It is possible to bring herpes simplex virus-1 (HSV-1) out of its hiding place inside the body and render it vulnerable to drugs, a virologist at Duke University in Durham, North Carolina, has revealed.
Bryan Cullen said that his team had found clues to how a gene called LAT, switched on by the herpes virus, works.
Describing HSV-1 as a docile beast, the researcher pointed out that it could snooze inside a person's neurons, secluded from drugs and the immune system.
He said that scientists had for long suspected that LAT was the key to herpes' ability to remain dormant inside nerve cells, but no-one knew how it did so.

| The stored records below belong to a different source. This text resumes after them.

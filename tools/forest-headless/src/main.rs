//! forest-headless: run the forest simulation without a renderer.
//!
//! Usage:
//!   forest-headless --seed 7 --seconds 120 --fps 60 --enemies 2
//!   forest-headless --tuning tuning.json --verbose
//!
//! The player sits still; enemies hunt trees until the time runs out or the
//! forest is gone. The final snapshot is printed to stdout as JSON.

mod logging;

use std::path::PathBuf;
use std::process;

use clap::Parser;
use log::{debug, error, info};

use forest_core::config::Tuning;
use forest_sim::{HeadlessScene, SimConfig, SimulationEngine};

/// Headless forest defense simulation
#[derive(Parser)]
#[command(author, version, about, long_about = None)]
struct Args {
    /// RNG seed; the same seed always replays the same game
    #[arg(long, default_value_t = 42)]
    seed: u64,

    /// Simulated seconds to run
    #[arg(long, default_value_t = 60.0)]
    seconds: f64,

    /// Fixed frame rate
    #[arg(long, default_value_t = 60.0)]
    fps: f64,

    /// Number of enemy tanks
    #[arg(long, default_value_t = 1)]
    enemies: usize,

    /// Run the day-night cycle
    #[arg(long)]
    day_night: bool,

    /// JSON file overriding tuning values
    #[arg(long)]
    tuning: Option<PathBuf>,

    /// Enable verbose logging
    #[arg(short, long)]
    verbose: bool,
}

fn main() {
    let args = Args::parse();
    logging::init(args.verbose);

    if args.fps.is_nan() || args.fps <= 0.0 {
        error!("--fps must be positive, got {}", args.fps);
        process::exit(2);
    }

    let tuning = match &args.tuning {
        Some(path) => match Tuning::load(path) {
            Ok(tuning) => tuning,
            Err(e) => {
                error!("{e}");
                process::exit(1);
            }
        },
        None => Tuning::default(),
    };

    let config = SimConfig {
        seed: args.seed,
        enemy_count: args.enemies,
        day_night: args.day_night,
        tuning,
        ..Default::default()
    };
    if let Ok(json) = serde_json::to_string(&config) {
        debug!("config: {json}");
    }

    let scene = HeadlessScene::new(config.arena_size);
    let mut engine = SimulationEngine::with_forest(config, scene);
    let dt = 1.0 / args.fps;
    let frames = (args.seconds * args.fps).ceil() as u64;

    let mut snapshot = engine.snapshot();
    for _ in 0..frames {
        snapshot = engine.tick(dt);
        if snapshot.forest.game_over {
            break;
        }
    }

    info!(
        "stopped at {:.1}s: {}/{} trees standing, health {:.2}",
        snapshot.time.elapsed_secs,
        snapshot.forest.live_trees,
        snapshot.forest.desired_trees,
        snapshot.forest.health
    );

    match serde_json::to_string_pretty(&snapshot) {
        Ok(json) => println!("{json}"),
        Err(e) => {
            error!("failed to encode snapshot: {e}");
            process::exit(1);
        }
    }
}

To unravel this mystery, the researchers infected mice with HSV-1, and waited for the virus to retreat to nerve cells and go silent.
The group later scoured the cells for traces of sliced RNA that matched that from LAT.
Cullen revealed that the team found several microRNAs, a recently-discovered kind of molecule that cells use to dial down the levels of proteins.
While four microRNAs came from cut-up LAT, the fifth came from a previously unknown chunk of RNA, which suggests LAT was not the only viral DNA molecule involved in latency.
Many microRNAs play a role in maladies such as cancer and heart disease, and some viruses even make microRNAs to stymie cell defences.
The researchers, however, observed that HSV-1's microRNAs latched onto viral mRNA molecules, and blocked cells from cranking out two virus proteins (ICP0 and ICP4) essential for escaping dormancy.